#### [EXERCISE MATERIAL]
########################################

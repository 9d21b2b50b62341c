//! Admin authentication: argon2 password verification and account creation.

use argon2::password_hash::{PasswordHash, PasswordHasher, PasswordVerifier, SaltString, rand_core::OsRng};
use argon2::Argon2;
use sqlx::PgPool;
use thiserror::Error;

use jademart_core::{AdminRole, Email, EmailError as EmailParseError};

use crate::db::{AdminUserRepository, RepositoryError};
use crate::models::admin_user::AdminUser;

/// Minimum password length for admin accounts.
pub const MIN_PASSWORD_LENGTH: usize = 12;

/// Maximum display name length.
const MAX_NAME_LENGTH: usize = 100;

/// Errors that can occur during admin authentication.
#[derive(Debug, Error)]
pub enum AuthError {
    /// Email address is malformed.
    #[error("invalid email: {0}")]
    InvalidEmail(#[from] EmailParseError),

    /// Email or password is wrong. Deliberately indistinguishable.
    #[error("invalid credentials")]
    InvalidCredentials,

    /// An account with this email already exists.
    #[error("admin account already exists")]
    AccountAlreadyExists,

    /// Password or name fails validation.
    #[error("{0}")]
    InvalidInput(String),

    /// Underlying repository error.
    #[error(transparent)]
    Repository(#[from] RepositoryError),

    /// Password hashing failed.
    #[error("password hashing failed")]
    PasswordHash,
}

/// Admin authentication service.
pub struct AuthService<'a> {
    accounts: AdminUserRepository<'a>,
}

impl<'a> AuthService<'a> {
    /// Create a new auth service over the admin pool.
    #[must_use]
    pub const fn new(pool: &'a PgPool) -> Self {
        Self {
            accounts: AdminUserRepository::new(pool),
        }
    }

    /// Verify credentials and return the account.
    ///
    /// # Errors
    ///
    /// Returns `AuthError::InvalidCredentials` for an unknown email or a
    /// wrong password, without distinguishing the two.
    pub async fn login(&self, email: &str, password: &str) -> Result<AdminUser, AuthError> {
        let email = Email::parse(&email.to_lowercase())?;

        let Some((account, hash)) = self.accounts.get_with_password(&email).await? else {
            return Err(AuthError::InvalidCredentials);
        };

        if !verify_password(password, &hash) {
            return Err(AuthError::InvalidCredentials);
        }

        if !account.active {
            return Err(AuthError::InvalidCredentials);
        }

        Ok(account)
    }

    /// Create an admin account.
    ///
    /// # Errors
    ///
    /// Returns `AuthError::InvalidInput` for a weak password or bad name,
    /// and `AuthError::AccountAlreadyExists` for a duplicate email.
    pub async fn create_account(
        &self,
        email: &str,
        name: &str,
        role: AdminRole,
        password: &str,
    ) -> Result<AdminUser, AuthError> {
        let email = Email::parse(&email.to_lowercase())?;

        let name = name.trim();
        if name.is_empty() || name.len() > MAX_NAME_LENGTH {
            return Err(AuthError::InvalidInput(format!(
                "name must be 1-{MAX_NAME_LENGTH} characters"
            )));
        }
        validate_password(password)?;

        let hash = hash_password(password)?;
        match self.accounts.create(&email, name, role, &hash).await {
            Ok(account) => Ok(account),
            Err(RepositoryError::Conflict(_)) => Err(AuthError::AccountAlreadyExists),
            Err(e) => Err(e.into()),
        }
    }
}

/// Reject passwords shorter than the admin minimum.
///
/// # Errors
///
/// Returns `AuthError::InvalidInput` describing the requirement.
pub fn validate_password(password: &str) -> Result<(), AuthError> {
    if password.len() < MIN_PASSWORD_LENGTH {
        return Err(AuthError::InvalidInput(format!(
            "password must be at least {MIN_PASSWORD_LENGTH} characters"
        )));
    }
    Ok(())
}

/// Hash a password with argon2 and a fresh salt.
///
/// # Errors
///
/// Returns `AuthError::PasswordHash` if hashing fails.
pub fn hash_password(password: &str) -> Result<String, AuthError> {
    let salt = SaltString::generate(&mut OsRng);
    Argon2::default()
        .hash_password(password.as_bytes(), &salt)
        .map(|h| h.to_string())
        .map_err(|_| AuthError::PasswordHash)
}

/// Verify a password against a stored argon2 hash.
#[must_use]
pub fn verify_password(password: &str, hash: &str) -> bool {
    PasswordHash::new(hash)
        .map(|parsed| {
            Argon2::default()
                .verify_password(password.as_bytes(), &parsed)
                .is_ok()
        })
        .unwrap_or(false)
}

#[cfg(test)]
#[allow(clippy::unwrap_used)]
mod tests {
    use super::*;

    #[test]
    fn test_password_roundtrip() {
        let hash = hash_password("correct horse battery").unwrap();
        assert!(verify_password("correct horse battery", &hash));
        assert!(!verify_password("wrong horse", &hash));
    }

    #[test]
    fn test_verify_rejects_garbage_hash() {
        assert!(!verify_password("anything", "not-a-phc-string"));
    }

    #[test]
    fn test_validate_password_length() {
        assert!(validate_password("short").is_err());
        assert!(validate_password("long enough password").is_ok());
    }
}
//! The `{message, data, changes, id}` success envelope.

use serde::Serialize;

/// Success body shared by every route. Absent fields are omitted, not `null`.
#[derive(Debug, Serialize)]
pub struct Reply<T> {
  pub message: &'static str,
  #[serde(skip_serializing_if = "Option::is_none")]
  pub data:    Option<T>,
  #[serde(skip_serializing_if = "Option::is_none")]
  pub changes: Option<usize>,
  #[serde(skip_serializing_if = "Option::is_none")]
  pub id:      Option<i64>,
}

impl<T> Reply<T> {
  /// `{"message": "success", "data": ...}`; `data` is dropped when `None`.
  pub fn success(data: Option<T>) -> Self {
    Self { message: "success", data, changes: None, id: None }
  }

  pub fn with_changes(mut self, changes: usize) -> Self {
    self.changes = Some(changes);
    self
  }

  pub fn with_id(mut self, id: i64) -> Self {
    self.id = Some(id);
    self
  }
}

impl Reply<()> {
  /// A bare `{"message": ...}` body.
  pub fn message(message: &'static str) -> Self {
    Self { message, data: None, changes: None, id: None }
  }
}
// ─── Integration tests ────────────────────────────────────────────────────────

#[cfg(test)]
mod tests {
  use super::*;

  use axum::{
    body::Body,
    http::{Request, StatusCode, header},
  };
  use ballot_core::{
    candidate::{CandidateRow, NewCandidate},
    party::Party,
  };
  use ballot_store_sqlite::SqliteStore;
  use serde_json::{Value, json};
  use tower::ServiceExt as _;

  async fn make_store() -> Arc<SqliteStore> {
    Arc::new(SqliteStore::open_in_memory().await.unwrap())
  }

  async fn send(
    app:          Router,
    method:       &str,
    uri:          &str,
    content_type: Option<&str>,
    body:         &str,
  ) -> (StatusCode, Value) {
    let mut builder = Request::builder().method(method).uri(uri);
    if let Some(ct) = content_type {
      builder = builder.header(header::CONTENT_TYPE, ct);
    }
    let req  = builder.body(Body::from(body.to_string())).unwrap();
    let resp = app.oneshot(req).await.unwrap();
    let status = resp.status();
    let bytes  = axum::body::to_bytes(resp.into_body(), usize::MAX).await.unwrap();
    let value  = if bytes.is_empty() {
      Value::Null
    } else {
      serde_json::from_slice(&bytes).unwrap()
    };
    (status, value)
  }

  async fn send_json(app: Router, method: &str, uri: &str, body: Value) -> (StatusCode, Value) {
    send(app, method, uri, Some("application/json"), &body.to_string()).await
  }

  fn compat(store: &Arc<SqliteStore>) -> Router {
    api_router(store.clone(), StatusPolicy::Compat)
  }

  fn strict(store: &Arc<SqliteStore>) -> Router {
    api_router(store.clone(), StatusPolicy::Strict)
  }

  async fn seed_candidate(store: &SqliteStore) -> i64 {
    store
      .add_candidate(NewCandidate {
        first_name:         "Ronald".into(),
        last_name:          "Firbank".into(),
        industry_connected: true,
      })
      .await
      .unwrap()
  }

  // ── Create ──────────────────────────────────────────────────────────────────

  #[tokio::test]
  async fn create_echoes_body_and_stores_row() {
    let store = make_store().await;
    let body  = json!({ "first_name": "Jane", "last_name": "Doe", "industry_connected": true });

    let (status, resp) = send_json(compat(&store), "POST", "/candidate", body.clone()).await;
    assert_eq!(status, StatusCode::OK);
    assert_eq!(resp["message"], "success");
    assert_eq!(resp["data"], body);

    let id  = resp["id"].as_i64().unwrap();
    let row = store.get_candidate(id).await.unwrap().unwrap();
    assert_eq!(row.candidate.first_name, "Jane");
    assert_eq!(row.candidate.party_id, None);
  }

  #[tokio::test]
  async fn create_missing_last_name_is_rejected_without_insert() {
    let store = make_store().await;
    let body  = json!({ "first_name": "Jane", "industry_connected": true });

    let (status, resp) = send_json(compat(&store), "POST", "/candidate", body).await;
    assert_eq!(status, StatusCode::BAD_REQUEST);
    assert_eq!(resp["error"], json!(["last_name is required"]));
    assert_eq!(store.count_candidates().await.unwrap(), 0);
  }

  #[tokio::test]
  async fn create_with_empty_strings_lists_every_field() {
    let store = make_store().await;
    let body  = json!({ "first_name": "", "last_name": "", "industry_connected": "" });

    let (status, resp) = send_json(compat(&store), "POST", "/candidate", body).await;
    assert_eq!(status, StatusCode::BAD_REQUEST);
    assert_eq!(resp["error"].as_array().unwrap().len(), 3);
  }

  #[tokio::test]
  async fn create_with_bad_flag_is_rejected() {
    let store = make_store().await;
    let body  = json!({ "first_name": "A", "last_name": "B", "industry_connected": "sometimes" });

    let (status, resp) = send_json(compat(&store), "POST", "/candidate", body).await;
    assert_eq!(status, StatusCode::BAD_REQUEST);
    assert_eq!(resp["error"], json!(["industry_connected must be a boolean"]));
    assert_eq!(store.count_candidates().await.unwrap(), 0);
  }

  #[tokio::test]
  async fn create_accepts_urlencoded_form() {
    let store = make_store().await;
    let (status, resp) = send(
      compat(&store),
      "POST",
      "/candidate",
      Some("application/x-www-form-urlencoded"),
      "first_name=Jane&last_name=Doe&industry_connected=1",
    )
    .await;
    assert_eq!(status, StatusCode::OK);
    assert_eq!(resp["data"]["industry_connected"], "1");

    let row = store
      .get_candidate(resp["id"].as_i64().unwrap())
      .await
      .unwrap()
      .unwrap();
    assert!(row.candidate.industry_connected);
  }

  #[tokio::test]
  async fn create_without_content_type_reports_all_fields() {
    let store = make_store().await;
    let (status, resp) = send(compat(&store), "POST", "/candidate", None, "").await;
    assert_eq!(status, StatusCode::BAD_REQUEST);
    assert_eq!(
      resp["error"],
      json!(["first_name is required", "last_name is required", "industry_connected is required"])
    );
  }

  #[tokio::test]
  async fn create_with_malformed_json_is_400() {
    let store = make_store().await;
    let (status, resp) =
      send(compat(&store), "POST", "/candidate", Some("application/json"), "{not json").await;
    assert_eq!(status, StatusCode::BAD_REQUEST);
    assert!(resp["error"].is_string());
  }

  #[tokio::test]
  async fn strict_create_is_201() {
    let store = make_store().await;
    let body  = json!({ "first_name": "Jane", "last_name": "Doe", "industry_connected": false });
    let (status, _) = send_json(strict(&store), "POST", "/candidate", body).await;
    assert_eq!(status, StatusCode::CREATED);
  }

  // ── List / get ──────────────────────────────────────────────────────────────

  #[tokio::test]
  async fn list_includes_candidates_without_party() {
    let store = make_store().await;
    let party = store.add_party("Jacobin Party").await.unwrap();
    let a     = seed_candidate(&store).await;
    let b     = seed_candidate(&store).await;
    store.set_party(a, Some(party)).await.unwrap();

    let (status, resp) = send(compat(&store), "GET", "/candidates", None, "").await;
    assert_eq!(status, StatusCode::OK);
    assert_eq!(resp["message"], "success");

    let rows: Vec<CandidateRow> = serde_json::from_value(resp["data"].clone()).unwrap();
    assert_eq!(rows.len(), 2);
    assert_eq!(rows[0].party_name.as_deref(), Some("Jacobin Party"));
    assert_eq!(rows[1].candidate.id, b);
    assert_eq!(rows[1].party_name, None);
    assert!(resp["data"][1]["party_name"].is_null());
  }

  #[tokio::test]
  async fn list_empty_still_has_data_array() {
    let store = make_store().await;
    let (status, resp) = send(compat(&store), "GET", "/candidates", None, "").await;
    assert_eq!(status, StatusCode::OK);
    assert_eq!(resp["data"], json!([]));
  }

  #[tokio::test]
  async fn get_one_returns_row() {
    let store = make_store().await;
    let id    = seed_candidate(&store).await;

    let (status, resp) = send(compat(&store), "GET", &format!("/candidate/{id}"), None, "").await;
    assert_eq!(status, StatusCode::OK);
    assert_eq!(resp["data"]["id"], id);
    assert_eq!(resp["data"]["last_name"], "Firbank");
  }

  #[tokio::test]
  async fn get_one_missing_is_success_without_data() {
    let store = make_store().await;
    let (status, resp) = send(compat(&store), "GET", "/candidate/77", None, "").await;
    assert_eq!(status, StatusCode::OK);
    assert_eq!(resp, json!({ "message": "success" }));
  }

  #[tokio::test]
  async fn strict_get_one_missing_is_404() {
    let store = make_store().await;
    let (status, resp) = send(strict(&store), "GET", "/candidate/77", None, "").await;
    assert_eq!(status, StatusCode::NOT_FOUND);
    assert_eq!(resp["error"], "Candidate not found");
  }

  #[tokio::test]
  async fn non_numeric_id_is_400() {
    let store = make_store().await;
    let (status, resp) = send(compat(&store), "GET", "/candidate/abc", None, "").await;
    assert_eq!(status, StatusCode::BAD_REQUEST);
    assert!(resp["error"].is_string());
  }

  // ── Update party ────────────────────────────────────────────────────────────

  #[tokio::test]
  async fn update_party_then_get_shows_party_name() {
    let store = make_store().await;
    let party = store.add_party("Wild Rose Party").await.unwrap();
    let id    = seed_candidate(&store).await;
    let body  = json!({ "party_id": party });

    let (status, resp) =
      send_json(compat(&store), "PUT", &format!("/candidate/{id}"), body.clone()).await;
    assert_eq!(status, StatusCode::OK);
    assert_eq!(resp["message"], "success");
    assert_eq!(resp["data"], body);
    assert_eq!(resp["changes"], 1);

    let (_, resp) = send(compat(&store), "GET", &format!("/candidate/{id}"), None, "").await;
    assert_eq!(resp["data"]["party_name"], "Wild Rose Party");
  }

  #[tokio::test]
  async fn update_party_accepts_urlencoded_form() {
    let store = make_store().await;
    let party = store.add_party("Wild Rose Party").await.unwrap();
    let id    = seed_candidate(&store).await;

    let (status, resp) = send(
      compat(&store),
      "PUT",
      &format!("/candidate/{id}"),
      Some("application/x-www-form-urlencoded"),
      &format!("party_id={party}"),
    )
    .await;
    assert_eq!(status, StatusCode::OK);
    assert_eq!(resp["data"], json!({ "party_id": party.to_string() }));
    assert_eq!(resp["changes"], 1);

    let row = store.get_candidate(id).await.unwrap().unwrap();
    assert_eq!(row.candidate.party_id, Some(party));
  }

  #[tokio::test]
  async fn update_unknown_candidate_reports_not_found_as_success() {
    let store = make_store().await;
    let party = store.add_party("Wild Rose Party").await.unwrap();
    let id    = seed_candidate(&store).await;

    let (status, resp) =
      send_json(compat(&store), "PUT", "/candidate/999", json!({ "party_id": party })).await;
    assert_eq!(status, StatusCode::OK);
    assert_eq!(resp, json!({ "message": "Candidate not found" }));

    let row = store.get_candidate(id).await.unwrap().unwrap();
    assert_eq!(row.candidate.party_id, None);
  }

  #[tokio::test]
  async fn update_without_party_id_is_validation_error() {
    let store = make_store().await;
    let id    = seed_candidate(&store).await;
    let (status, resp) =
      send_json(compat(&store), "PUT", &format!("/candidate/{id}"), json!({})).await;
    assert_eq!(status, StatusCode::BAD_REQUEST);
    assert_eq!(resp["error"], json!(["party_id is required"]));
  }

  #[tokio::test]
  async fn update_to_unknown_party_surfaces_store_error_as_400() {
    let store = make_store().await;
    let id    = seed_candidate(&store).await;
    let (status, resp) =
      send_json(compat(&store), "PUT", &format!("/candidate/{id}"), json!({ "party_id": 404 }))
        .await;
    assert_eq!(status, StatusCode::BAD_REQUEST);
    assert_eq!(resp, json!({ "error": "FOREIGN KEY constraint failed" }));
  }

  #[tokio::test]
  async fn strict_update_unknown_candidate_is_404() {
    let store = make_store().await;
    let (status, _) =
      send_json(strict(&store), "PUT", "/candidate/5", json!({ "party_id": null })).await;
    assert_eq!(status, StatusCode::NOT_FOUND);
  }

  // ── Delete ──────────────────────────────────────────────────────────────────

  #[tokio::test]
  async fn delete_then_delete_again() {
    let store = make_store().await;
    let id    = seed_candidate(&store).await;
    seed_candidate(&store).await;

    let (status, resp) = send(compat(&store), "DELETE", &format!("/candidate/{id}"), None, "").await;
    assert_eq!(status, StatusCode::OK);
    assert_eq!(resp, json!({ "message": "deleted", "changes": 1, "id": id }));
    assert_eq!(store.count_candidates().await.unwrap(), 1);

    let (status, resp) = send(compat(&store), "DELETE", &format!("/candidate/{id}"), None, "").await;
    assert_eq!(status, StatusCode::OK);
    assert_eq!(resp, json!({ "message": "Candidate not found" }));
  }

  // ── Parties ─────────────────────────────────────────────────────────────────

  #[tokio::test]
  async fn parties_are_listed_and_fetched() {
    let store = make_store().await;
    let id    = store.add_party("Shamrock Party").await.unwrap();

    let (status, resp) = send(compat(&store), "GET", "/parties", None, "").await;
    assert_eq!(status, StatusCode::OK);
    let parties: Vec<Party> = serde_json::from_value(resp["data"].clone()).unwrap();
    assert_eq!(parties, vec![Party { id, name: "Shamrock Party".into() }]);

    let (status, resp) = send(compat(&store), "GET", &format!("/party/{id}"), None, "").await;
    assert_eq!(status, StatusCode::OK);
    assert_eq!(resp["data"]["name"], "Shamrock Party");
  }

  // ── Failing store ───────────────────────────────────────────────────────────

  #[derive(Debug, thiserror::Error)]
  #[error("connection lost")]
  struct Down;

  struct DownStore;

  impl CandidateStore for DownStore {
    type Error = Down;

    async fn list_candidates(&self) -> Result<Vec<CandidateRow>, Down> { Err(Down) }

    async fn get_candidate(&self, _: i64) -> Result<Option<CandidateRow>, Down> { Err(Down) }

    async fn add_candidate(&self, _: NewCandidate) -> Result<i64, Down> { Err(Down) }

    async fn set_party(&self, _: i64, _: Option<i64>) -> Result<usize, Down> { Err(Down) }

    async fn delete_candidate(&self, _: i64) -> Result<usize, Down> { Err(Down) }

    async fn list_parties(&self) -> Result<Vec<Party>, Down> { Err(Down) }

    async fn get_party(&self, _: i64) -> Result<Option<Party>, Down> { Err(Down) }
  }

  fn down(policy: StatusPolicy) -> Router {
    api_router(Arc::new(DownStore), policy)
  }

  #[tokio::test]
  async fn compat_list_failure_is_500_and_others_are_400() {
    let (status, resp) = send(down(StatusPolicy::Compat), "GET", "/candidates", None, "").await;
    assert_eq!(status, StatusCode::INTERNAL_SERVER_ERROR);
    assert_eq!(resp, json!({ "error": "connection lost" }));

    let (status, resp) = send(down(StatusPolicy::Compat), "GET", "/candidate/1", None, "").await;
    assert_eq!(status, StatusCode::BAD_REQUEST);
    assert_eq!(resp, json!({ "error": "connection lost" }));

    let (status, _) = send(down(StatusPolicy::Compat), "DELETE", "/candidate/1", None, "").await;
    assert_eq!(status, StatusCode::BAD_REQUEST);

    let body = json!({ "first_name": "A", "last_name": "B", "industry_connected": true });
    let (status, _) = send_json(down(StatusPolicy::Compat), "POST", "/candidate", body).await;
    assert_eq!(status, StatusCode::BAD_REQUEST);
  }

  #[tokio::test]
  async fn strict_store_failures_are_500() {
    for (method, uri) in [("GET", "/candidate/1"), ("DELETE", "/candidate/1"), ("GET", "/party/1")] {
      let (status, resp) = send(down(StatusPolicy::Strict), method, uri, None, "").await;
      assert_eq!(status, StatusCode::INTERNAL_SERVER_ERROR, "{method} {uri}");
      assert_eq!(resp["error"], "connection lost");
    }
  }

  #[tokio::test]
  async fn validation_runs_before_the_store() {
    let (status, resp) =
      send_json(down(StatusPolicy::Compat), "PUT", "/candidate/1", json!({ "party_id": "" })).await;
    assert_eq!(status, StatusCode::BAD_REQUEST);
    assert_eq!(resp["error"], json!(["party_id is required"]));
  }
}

########################################

#### [TRY IT]
Transcribe the entries above word for word, from the first line through the line containing "for admin accounts.", and nothing else.

#### [WRITTEN RESPONSE]
repository 9d21b2b50b62341c
//! Admin authentication: argon2 password verification and account creation.

use argon2::password_hash::{PasswordHash, PasswordHasher, PasswordVerifier, SaltString, rand_core::OsRng};
use argon2::Argon2;
use sqlx::PgPool;
use thiserror::Error;

use jademart_core::{AdminRole, Email, EmailError as EmailParseError};

use crate::db::{AdminUserRepository, RepositoryError};
use crate::models::admin_user::AdminUser;

/// Minimum password length for admin accounts.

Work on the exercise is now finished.